Task goal: Search term "crate": please show all lines in the listing that contain it.

━━━━━━━━━━

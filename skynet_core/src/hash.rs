//! The hash type used by the Skynet registry (Blake2b, 32 bytes)

use std::{borrow::Borrow, fmt};

use blake2::digest::consts::U32;
use blake2::{Blake2b, Digest};

use crate::encoding::encode_string;
use crate::error::{Error, Result};

pub type Blake2b256 = Blake2b<U32>;

/// Hash type used by the Skynet registry (Blake2b-256)
#[derive(Clone, Copy, Hash, PartialEq, Eq, PartialOrd, Ord)]
pub struct Hash([u8; 32]);

impl fmt::Debug for Hash {
    fn fmt(&self, f: &mut fmt::Formatter<'_>) -> fmt::Result {
        f.debug_tuple("Hash").field(&self.to_hex()).finish()
    }
}

impl Hash {
    /// The size of the hash in bytes.
    pub const SIZE: usize = 32;

    /// Calculate the hash of the provided bytes.
    pub fn new(buf: impl AsRef<[u8]>) -> Self {
        Self::from_digest(Blake2b256::digest(buf.as_ref()).as_slice())
    }

    /// Calculate the hash of the concatenation of all `parts`.
    pub fn from_parts<'a>(parts: impl IntoIterator<Item = &'a [u8]>) -> Self {
        let mut hasher = Blake2b256::new();
        for part in parts {
            hasher.update(part);
        }
        Self::from_digest(hasher.finalize().as_slice())
    }

    fn from_digest(digest: &[u8]) -> Self {
        let mut bytes = [0u8; 32];
        bytes.copy_from_slice(digest);
        Self(bytes)
    }

    /// Bytes of the hash.
    pub fn as_bytes(&self) -> &[u8; 32] {
        &self.0
    }

    /// Create a `Hash` from its raw bytes representation.
    pub const fn from_bytes(bytes: [u8; 32]) -> Self {
        Self(bytes)
    }

    /// Convert the hash to a lowercase hex string.
    pub fn to_hex(&self) -> String {
        hex::encode(self.0)
    }

    /// Parse a hash from a 64-character hex string.
    pub fn from_hex(s: &str) -> Result<Self> {
        let mut bytes = [0u8; 32];
        hex::decode_to_slice(s.trim(), &mut bytes).map_err(|e| Error::decode("hash", e))?;
        Ok(Self(bytes))
    }
}

/// Hashes a registry data key.
///
/// The portal never sees the plaintext data key, only this fixed-width
/// digest of its canonical encoding.
pub fn hash_data_key(data_key: &str) -> Hash {
    Hash::new(encode_string(data_key))
}

impl AsRef<[u8]> for Hash {
    fn as_ref(&self) -> &[u8] {
        &self.0
    }
}

impl Borrow<[u8]> for Hash {
    fn borrow(&self) -> &[u8] {
        &self.0
    }
}

impl From<[u8; 32]> for Hash {
    fn from(value: [u8; 32]) -> Self {
        Hash(value)
    }
}

impl From<Hash> for [u8; 32] {
    fn from(value: Hash) -> Self {
        value.0
    }
}

impl fmt::Display for Hash {
    fn fmt(&self, f: &mut fmt::Formatter<'_>) -> fmt::Result {
        f.write_str(&self.to_hex())
    }
}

━━━━━━━━━━

Solution below:
use crate::encoding::encode_string;
use crate::error::{Error, Result};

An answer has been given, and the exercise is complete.